Stored data
★ ★ ★ ★
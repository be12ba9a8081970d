//! Reads text from stdin and prints its statistics as JSON.
//!
//! `echo "I love sunny days." | cargo run --bin analyze-stdin`

use std::io::{self, Read};

use anyhow::Context;

fn main() -> anyhow::Result<()> {
    let _ = dotenvy::dotenv();
    tracing_subscriber::fmt()
        .with_target(false)
        .with_writer(io::stderr)
        .init();

    let mut text = String::new();
    io::stdin()
        .read_to_string(&mut text)
        .context("stdin is not valid UTF-8 text")?;

    let result = text_stats_analyzer::analyze_text(&text)?;
    println!("{}", serde_json::to_string_pretty(&result)?);
    Ok(())
}
// src/lib.rs
// Public library surface for the binaries and integration tests.

pub mod analyze;
pub mod api;
pub mod config;
pub mod error;
pub mod metrics;
pub mod sentiment;

// ---- Re-exports for stable public API ----
pub use crate::analyze::{analyze_text, AnalysisResult, TextAnalyzer, TopWords};
pub use crate::api::router;
pub use crate::error::AnalysisError;
pub use crate::sentiment::Sentiment;

use tracing::info;

/// Load linguistic resources now instead of on the first request.
///
/// Call from the entrypoint after tracing init; returns the shared analyzer so the
/// caller can read its effective settings.
pub fn bootstrap() -> Result<&'static TextAnalyzer, AnalysisError> {
    let analyzer = analyze::shared()?;
    info!(
        top_words_limit = analyzer.top_words_limit(),
        "text analyzer ready"
    );
    Ok(analyzer)
}
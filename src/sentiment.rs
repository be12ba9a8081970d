// src/sentiment.rs
//! Lexicon-based polarity/subjectivity scorer.
//!
//! Every lexicon hit is one assessment. An intensifier directly before a hit scales
//! it ("very good"), a negator within the previous 3 tokens flips and halves its
//! polarity ("not good"). The score is the mean over all assessments.

use serde::{Deserialize, Serialize};
use std::collections::HashMap;
use std::fs;
use std::path::Path;

use crate::error::AnalysisError;

const EMBEDDED: &str = include_str!("../data/sentiment_lexicon.json");

/// Polarity multiplier applied to a negated assessment.
const NEGATION_FACTOR: f64 = -0.5;
/// How many preceding tokens a negator reaches.
const NEGATION_WINDOW: usize = 3;

/// Polarity in [-1, 1], subjectivity in [0, 1].
#[derive(Debug, Clone, Copy, Default, PartialEq, Serialize)]
pub struct Sentiment {
    pub polarity: f64,
    pub subjectivity: f64,
}

impl Sentiment {
    /// Both components rounded to 2 decimals.
    pub fn rounded(self) -> Self {
        Self {
            polarity: round2(self.polarity),
            subjectivity: round2(self.subjectivity),
        }
    }
}

#[derive(Debug, Clone, Copy, PartialEq)]
struct Entry {
    polarity: f64,
    subjectivity: f64,
}

#[derive(Deserialize)]
struct LexiconFile {
    words: HashMap<String, [f64; 2]>,
    #[serde(default)]
    intensifiers: HashMap<String, f64>,
}

#[derive(Debug, Clone)]
pub struct Lexicon {
    words: HashMap<String, Entry>,
    intensifiers: HashMap<String, f64>,
}

impl Lexicon {
    pub fn embedded() -> Result<Self, AnalysisError> {
        Self::from_json_str(EMBEDDED)
    }

    pub fn load_from_file(path: &Path) -> Result<Self, AnalysisError> {
        let raw = fs::read_to_string(path).map_err(|source| AnalysisError::ResourceIo {
            what: "sentiment lexicon",
            path: path.to_path_buf(),
            source,
        })?;
        Self::from_json_str(&raw)
    }

    pub fn from_json_str(raw: &str) -> Result<Self, AnalysisError> {
        let file: LexiconFile =
            serde_json::from_str(raw).map_err(|e| AnalysisError::format("sentiment lexicon", e))?;

        let mut words = HashMap::with_capacity(file.words.len());
        for (word, [polarity, subjectivity]) in file.words {
            if !(-1.0..=1.0).contains(&polarity) || !(0.0..=1.0).contains(&subjectivity) {
                return Err(AnalysisError::format(
                    "sentiment lexicon",
                    format!("entry '{word}' out of range ({polarity}, {subjectivity})"),
                ));
            }
            words.insert(
                word.to_lowercase(),
                Entry {
                    polarity,
                    subjectivity,
                },
            );
        }

        let mut intensifiers = HashMap::with_capacity(file.intensifiers.len());
        for (word, factor) in file.intensifiers {
            if !factor.is_finite() || factor <= 0.0 {
                return Err(AnalysisError::format(
                    "sentiment lexicon",
                    format!("intensifier '{word}' has invalid factor {factor}"),
                ));
            }
            intensifiers.insert(word.to_lowercase(), factor);
        }

        Ok(Self {
            words,
            intensifiers,
        })
    }

    pub fn len(&self) -> usize {
        self.words.len()
    }

    pub fn is_empty(&self) -> bool {
        self.words.is_empty()
    }
}

#[derive(Debug, Clone)]
pub struct SentimentAnalyzer {
    lexicon: Lexicon,
}

impl SentimentAnalyzer {
    pub fn new(lexicon: Lexicon) -> Self {
        Self { lexicon }
    }

    pub fn lexicon_len(&self) -> usize {
        self.lexicon.len()
    }

    /// Score pre-lowercased tokens.
    pub fn score_tokens<S: AsRef<str>>(&self, tokens: &[S]) -> Sentiment {
        let mut polarity_sum = 0.0;
        let mut subjectivity_sum = 0.0;
        let mut assessments = 0usize;

        for (i, tok) in tokens.iter().enumerate() {
            let Some(entry) = self.lexicon.words.get(tok.as_ref()) else {
                continue;
            };
            let mut p = entry.polarity;
            let mut s = entry.subjectivity;

            if i > 0 {
                if let Some(factor) = self.lexicon.intensifiers.get(tokens[i - 1].as_ref()) {
                    p = (p * factor).clamp(-1.0, 1.0);
                    s = (s * factor).clamp(0.0, 1.0);
                }
            }

            let negated =
                (1..=NEGATION_WINDOW).any(|k| i >= k && is_negator(tokens[i - k].as_ref()));
            if negated {
                p *= NEGATION_FACTOR;
            }

            polarity_sum += p;
            subjectivity_sum += s;
            assessments += 1;
        }

        if assessments == 0 {
            return Sentiment::default();
        }
        let n = assessments as f64;
        Sentiment {
            polarity: (polarity_sum / n).clamp(-1.0, 1.0),
            subjectivity: (subjectivity_sum / n).clamp(0.0, 1.0),
        }
    }
}

fn is_negator(tok: &str) -> bool {
    matches!(
        tok,
        "not" | "no" | "never" | "n't" | "n\u{2019}t" | "cannot" | "without" | "nor" | "neither"
    )
}

fn round2(x: f64) -> f64 {
    let r = (x * 100.0).round() / 100.0;
    // avoid serializing "-0.0"
    if r == 0.0 {
        0.0
    } else {
        r
    }
}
★ ★ ★ ★
__To do__:
Go through the records above and, whenever a line includes the word "good", copy it.

__Solution for this problem__:
//! it ("very good"), a negator within the previous 3 tokens flips and halves its
//! polarity ("not good"). The score is the mean over all assessments.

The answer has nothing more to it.